Но об этом я думал недолго. Вернее, даже и не думал – так, обрывки мыслей, отдельные картинки прошлого мелькали перед глазами, пока я скакал и носился по щебнистой плоской равнине у отрогов великих гор Центральной Азии. Появлялись воспоминания, исчезали и наконец вовсе пропали. Ушли, скрылись в вечернем фиолетовом тумане.
Дальше джип помчал нас в сумерки, полетел по ровнейшей дороге – взлетной полосе, проложенной в семидесятые годы двадцатого столетия ввиду будущей войны с Китаем. В наступающей тьме завиднелись постройки – это был поселок со странным именем Таскыскин. Там мы с трудом нашли заправку и с удивлением купили хлеба. Ведь было уже поздно.
Я боялся смотреть на Лику. Вдруг исчезнет она, вдруг исчезну я, вдруг пропадет то, чему от роду – часа четыре. Или уже пять?
Даже взглянуть на нее не мог. Как заговорить? Что сказать? Ведь она меня не простит. Сколько за этот год было унижений. Как я ругал ее. Издевался. Да теперь она мне и не поверит просто. Подумает… Подумает, что это новый способ выразить пренебрежение.

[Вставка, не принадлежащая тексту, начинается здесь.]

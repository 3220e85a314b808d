use std::cell::Cell;
use std::sync::Arc;

use crate::error::{RuntimeError, RuntimeResult};

use super::cache::CompilationCache;
use super::config::RuntimeConfig;
use super::instance::Instance;
use super::linker::{HostModuleBuilder, Linker};
use super::module::Module;
use super::store::{Engine, Store};

/// One engine, one store and one linker, wired up from a [`RuntimeConfig`].
pub struct Runtime {
    config: RuntimeConfig,
    cache: Option<CompilationCache>,
    linker: Linker,
    store: Arc<Store>,
    engine: Arc<Engine>,
    wasi_defined: Cell<bool>,
}

impl Runtime {
    /// Resolves and loads the native library, then creates the engine, store and linker.
    pub fn new(config: RuntimeConfig) -> RuntimeResult<Self> {
        let path = config.library.resolve().map_err(RuntimeError::Config)?;
        tracing::debug!("using wasmtime library {}", path.display());
        let engine = Engine::load(&path)?;
        Self::with_engine(engine, config)
    }

    pub fn with_engine(engine: Arc<Engine>, config: RuntimeConfig) -> RuntimeResult<Self> {
        let store = Arc::new(Store::new(&engine)?);
        let linker = Linker::new(&engine)?;
        let cache = config.compilation_cache.then(CompilationCache::new);
        Ok(Self {
            config,
            cache,
            linker,
            store,
            engine,
            wasi_defined: Cell::new(false),
        })
    }

    pub fn config(&self) -> &RuntimeConfig {
        &self.config
    }

    pub fn engine(&self) -> &Arc<Engine> {
        &self.engine
    }

    pub fn store(&self) -> &Arc<Store> {
        &self.store
    }

    pub fn linker(&self) -> &Linker {
        &self.linker
    }

    pub fn cache(&self) -> Option<&CompilationCache> {
        self.cache.as_ref()
    }

    /// Compiles binary or text `bytes`, reusing an earlier compilation when the cache is on.
    pub fn compile(&self, bytes: &[u8]) -> RuntimeResult<Arc<Module>> {
        match &self.cache {
            Some(cache) => cache.get_or_compile(&self.engine, bytes),
            None => Ok(Arc::new(Module::new(&self.engine, bytes)?)),
        }
    }

    /// Instantiates with whatever the linker has defined so far.
    pub fn instantiate(&self, module: &Arc<Module>) -> RuntimeResult<Instance> {
        self.linker.instantiate(&self.store, module)
    }

    /// Configures WASI on the store, defines the WASI imports once, then instantiates.
    pub fn instantiate_with_wasi(&self, module: &Arc<Module>) -> RuntimeResult<Instance> {
        let wasi = self.config.wasi_config.clone().unwrap_or_default();
        wasi.apply(&self.store)?;
        if !self.wasi_defined.get() {
            self.linker.define_wasi()?;
            self.wasi_defined.set(true);
        }
        self.instantiate(module)
    }

    /// Starts a group of host functions importable as `name`.
    pub fn host_module(&self, name: impl Into<String>) -> HostModuleBuilder<'_> {
        HostModuleBuilder::new(&self.linker, &self.store, name)
    }

    /// Fails with [`RuntimeError::StillReferenced`] while instances or modules
    /// outside this runtime hold the store or engine.
    pub fn check_closable(&self) -> RuntimeResult<()> {
        if Arc::strong_count(&self.store) > 1 {
            return Err(RuntimeError::StillReferenced("store"));
        }
        let cached = match &self.cache {
            Some(cache) if cache.shared() > 0 => return Err(RuntimeError::StillReferenced("engine")),
            Some(cache) => cache.len(),
            None => 0,
        };
        // The runtime, its store and its linker each hold one reference.
        if Arc::strong_count(&self.engine) > 3 + cached {
            return Err(RuntimeError::StillReferenced("engine"));
        }
        Ok(())
    }

    /// Releases the linker, store and engine in order.
    ///
    /// Nothing is released unless [`Runtime::check_closable`] passes; on failure the
    /// handles are released when the last holder drops them.
    pub fn close(self) -> RuntimeResult<()> {
        self.check_closable()?;
        let Runtime {
            cache,
            mut linker,
            store,
            mut engine,
            ..
        } = self;
        drop(cache);
        linker.release();
        drop(linker);

        let mut store = Arc::try_unwrap(store).map_err(|_| RuntimeError::StillReferenced("store"))?;
        store.release();
        drop(store);

        Arc::get_mut(&mut engine)
            .ok_or(RuntimeError::StillReferenced("engine"))?
            .release();
        tracing::debug!("runtime closed");
        Ok(())
    }
}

Нет, это ужасно. И если поверит – все, теперь ей это больше не нужно. Не нужен ей я со своей новорожденной любовью. Слишком все было долго. И грубо. Ждала, ждала – и перестала. Так всегда и бывает, когда чего-то очень хочешь. Вот оно, теперь на ладони, словно распростертый детеныш солнцегляда, – а время ушло, все пропало. Желания не могут длиться вечно.

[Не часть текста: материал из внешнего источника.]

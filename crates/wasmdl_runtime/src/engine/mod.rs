//! Safe wrappers over the native engine, plus the `Runtime` façade.
//!
//! Lifetimes follow ownership: stores, modules and linkers hold their engine,
//! instances and exported functions hold their store.

mod cache;
pub(crate) mod call;
pub(crate) mod callback;
mod config;
mod externals;
mod instance;
mod linker;
mod module;
mod runtime;
mod store;
mod wasi;

pub use cache::CompilationCache;
pub use call::{FuncType, Function};
pub use callback::{CallbackRegistry, CallerModule, HostFunc};
pub use config::RuntimeConfig;
pub use externals::{Global, Memory, Table, WASM_PAGE_SIZE};
pub use instance::Instance;
pub use linker::{HostModule, HostModuleBuilder, Linker};
pub use module::Module;
pub use runtime::Runtime;
pub use store::{Engine, Store};
pub use wasi::{PreopenDir, WasiConfig};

И плакала она вовсе не от любви. Как я мог подумать! От досады, обиды, безнадежной тоски – вот отчего упали эти прозрачные капли на светлое брюшко солнцегляда. Просто ей все надоело. И ящерицы, и наука, и больше всего я сам. Недаром она пробовала все бросить и уехать на край Африки, на край света. Только бы подальше. Не поехала почему-то, правда. Почему – не сказала, да я и не спрашивал. Мне это было тогда вовсе не интересно. Грант не получила, верно. Вот и все. Потому и осталась. А в экспедицию со мной двинулась потому, что сменить тему, искать другого руководителя – все это непросто. Вот и решила смириться. Перетерпеть. Очень на нее похоже.
Меня охватило такое отчаяние, какого я и вообразить не мог. Ад. Безнадежность потери. Да, Золотой Человек! Сумел же ты посмеяться над пришельцем. Не посмеяться – расправиться с жестокостью скифа.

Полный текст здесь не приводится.